### RECORDS TO PROCESS ###

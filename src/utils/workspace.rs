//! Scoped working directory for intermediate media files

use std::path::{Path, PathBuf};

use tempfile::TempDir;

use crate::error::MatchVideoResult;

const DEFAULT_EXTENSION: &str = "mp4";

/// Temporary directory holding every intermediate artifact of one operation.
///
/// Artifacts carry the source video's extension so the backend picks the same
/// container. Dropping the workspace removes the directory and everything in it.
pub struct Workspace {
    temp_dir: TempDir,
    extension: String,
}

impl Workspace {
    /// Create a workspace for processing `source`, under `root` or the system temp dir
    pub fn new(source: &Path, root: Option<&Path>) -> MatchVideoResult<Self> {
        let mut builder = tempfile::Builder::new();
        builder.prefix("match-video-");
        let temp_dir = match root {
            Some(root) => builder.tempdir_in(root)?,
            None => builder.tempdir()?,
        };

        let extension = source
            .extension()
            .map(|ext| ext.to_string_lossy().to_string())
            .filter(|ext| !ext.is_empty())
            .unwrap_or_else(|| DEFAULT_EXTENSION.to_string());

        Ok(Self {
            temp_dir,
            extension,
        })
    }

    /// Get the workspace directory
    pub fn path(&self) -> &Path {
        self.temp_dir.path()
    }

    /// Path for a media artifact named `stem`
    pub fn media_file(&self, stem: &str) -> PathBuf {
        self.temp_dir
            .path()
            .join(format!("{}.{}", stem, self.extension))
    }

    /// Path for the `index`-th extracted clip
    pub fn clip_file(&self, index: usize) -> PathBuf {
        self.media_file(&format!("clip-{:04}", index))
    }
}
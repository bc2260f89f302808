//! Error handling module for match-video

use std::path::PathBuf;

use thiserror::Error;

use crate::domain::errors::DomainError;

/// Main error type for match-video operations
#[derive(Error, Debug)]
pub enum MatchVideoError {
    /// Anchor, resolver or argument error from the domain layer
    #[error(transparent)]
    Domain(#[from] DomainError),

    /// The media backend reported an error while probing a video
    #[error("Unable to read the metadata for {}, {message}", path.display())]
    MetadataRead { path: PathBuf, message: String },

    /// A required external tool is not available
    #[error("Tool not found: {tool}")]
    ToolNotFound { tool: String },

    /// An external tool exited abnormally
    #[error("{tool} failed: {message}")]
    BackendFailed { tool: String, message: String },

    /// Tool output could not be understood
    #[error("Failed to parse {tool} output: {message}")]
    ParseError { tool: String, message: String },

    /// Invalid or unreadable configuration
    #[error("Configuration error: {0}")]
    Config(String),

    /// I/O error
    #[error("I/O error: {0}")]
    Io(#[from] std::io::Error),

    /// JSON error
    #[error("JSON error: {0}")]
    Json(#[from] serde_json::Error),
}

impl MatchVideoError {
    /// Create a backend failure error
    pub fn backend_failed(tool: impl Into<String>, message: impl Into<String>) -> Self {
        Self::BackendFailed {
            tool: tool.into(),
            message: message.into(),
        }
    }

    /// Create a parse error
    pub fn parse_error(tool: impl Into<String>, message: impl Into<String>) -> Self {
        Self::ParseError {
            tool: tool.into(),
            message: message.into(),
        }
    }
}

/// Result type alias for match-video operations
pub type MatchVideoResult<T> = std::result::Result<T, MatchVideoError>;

###

THE TASK — Of the lines above, output exactly those from the line bearing "Path for the" through the line bearing "is not available", inclusive.

RESULT OF THE TASK —
    /// Path for the `index`-th extracted clip
    pub fn clip_file(&self, index: usize) -> PathBuf {
        self.media_file(&format!("clip-{:04}", index))
    }
}
repository bc2260f89f302808
//! Error handling module for match-video

use std::path::PathBuf;

use thiserror::Error;

use crate::domain::errors::DomainError;

/// Main error type for match-video operations
#[derive(Error, Debug)]
pub enum MatchVideoError {
    /// Anchor, resolver or argument error from the domain layer
    #[error(transparent)]
    Domain(#[from] DomainError),

    /// The media backend reported an error while probing a video
    #[error("Unable to read the metadata for {}, {message}", path.display())]
    MetadataRead { path: PathBuf, message: String },

    /// A required external tool is not available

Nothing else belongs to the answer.